「R☆Sオケ」演奏会でのブラームスの交響曲第1番、最後のクライマックスで指揮者である千秋真一が心の中で叫びます。「歌え、歓喜の歌を!」。。。
おや?「歓喜の歌」といえば、年末に歌われるベートーヴェンの「第9」じゃなかったっけ?
2つの「歓喜の歌」 これがポイントです。
それでは[譜例1]をみてみましょう。まず、ベートーヴェンの「歓喜の歌」です。
原曲はD dur(ニ長調)なのですが、ブラームスと比較しやすいように、C dur(ハ長調)にしてあります。

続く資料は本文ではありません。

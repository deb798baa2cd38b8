use std::collections::BTreeMap;
use std::sync::{Arc, Mutex};

use axum::response::Response;
use chrono::{DateTime, Duration, TimeZone, Utc};
use serde_json::Value;

use crate::polls::domain::{Choice, ChoiceId, NewChoice, NewPoll, Poll, PollId};
use crate::polls::repository::{PollRepository, RepositoryError};
use crate::polls::{poll_router, PollService};

pub(super) fn fixed_now() -> DateTime<Utc> {
    Utc.with_ymd_and_hms(2025, 9, 24, 9, 30, 0)
        .single()
        .expect("valid timestamp")
}

#[derive(Default)]
struct MemoryState {
    polls: BTreeMap<PollId, Poll>,
    choices: BTreeMap<ChoiceId, Choice>,
    next_poll: u64,
    next_choice: u64,
}

#[derive(Default, Clone)]
pub(super) struct MemoryRepository {
    state: Arc<Mutex<MemoryState>>,
}

impl MemoryRepository {
    pub(super) fn votes(&self, poll_id: PollId) -> Vec<u64> {
        self.choices_for(poll_id)
            .expect("memory repository never fails")
            .iter()
            .map(|choice| choice.votes)
            .collect()
    }
}

impl PollRepository for MemoryRepository {
    fn insert_poll(&self, poll: NewPoll) -> Result<Poll, RepositoryError> {
        let mut guard = self.state.lock().expect("repository mutex poisoned");
        guard.next_poll += 1;
        let poll = Poll {
            id: PollId(guard.next_poll),
            question: poll.question,
            pub_date: poll.pub_date,
        };
        guard.polls.insert(poll.id, poll.clone());
        Ok(poll)
    }

    fn insert_choice(&self, choice: NewChoice) -> Result<Choice, RepositoryError> {
        let mut guard = self.state.lock().expect("repository mutex poisoned");
        if !guard.polls.contains_key(&choice.poll_id) {
            return Err(RepositoryError::PollNotFound(choice.poll_id));
        }
        guard.next_choice += 1;
        let choice = Choice {
            id: ChoiceId(guard.next_choice),
            poll_id: choice.poll_id,
            text: choice.text,
            votes: choice.votes,
        };
        guard.choices.insert(choice.id, choice.clone());
        Ok(choice)
    }

    fn polls(&self) -> Result<Vec<Poll>, RepositoryError> {
        let guard = self.state.lock().expect("repository mutex poisoned");
        Ok(guard.polls.values().cloned().collect())
    }

    fn fetch_poll(&self, id: PollId) -> Result<Option<Poll>, RepositoryError> {
        let guard = self.state.lock().expect("repository mutex poisoned");
        Ok(guard.polls.get(&id).cloned())
    }

    fn choices_for(&self, poll_id: PollId) -> Result<Vec<Choice>, RepositoryError> {
        let guard = self.state.lock().expect("repository mutex poisoned");
        Ok(guard
            .choices
            .values()
            .filter(|choice| choice.poll_id == poll_id)
            .cloned()
            .collect())
    }

    fn update_choice(&self, choice: Choice) -> Result<(), RepositoryError> {
        let mut guard = self.state.lock().expect("repository mutex poisoned");
        match guard.choices.get_mut(&choice.id) {
            Some(stored) => {
                *stored = choice;
                Ok(())
            }
            None => Err(RepositoryError::ChoiceNotFound(choice.id)),
        }
    }
}

pub(super) struct UnavailableRepository;

impl PollRepository for UnavailableRepository {
    fn insert_poll(&self, _poll: NewPoll) -> Result<Poll, RepositoryError> {
        Err(RepositoryError::Unavailable("database offline".to_string()))
    }

    fn insert_choice(&self, _choice: NewChoice) -> Result<Choice, RepositoryError> {
        Err(RepositoryError::Unavailable("database offline".to_string()))
    }

    fn polls(&self) -> Result<Vec<Poll>, RepositoryError> {
        Err(RepositoryError::Unavailable("database offline".to_string()))
    }

    fn fetch_poll(&self, _id: PollId) -> Result<Option<Poll>, RepositoryError> {
        Err(RepositoryError::Unavailable("database offline".to_string()))
    }

    fn choices_for(&self, _poll_id: PollId) -> Result<Vec<Choice>, RepositoryError> {
        Err(RepositoryError::Unavailable("database offline".to_string()))
    }

    fn update_choice(&self, _choice: Choice) -> Result<(), RepositoryError> {
        Err(RepositoryError::Unavailable("database offline".to_string()))
    }
}

/// Insert a poll published `days` from `now` (negative for the past).
pub(super) fn create_poll(
    repository: &MemoryRepository,
    question: &str,
    days: i64,
    now: DateTime<Utc>,
) -> Poll {
    repository
        .insert_poll(NewPoll {
            question: question.to_string(),
            pub_date: now + Duration::days(days),
        })
        .expect("poll inserted")
}

pub(super) fn create_poll_with_choices(
    repository: &MemoryRepository,
    question: &str,
    days: i64,
    now: DateTime<Utc>,
    choices: &[&str],
) -> (Poll, Vec<Choice>) {
    let poll = create_poll(repository, question, days, now);
    let choices = choices
        .iter()
        .map(|text| {
            repository
                .insert_choice(NewChoice {
                    poll_id: poll.id,
                    text: text.to_string(),
                    votes: 0,
                })
                .expect("choice inserted")
        })
        .collect();
    (poll, choices)
}

pub(super) fn build_service() -> (PollService<MemoryRepository>, Arc<MemoryRepository>) {
    let repository = Arc::new(MemoryRepository::default());
    let service = PollService::new(repository.clone());
    (service, repository)
}

pub(super) fn router_with(repository: Arc<MemoryRepository>) -> axum::Router {
    poll_router(Arc::new(PollService::new(repository)))
}

pub(super) async fn read_json_body(response: Response) -> Value {
    let body = axum::body::to_bytes(response.into_body(), 64 * 1024)
        .await
        .expect("read body");
    serde_json::from_slice(&body).expect("json payload")
}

(これを「移調」といいます)
[譜例1]
ベートーヴェン/交響曲第9番 ニ短調 作品125 第4楽章 (主旋律)
ここで旋律の分析を試みましょう。
全体で16小節ありますが、旋律のまとまりに従って4小節ずつに分割します。
すると1~4小節と5~8小節は最後の部分だけ少し異なりますが他は同じです。
そこで、それぞれのまとまりを a と a' とします。
9~12小節になると、a とは全く異なるフレーズなので b とし、続く13~16小節は5~8小節と同じなので a' です。
すると全体の構造は、a + a' + b + a' となりますね。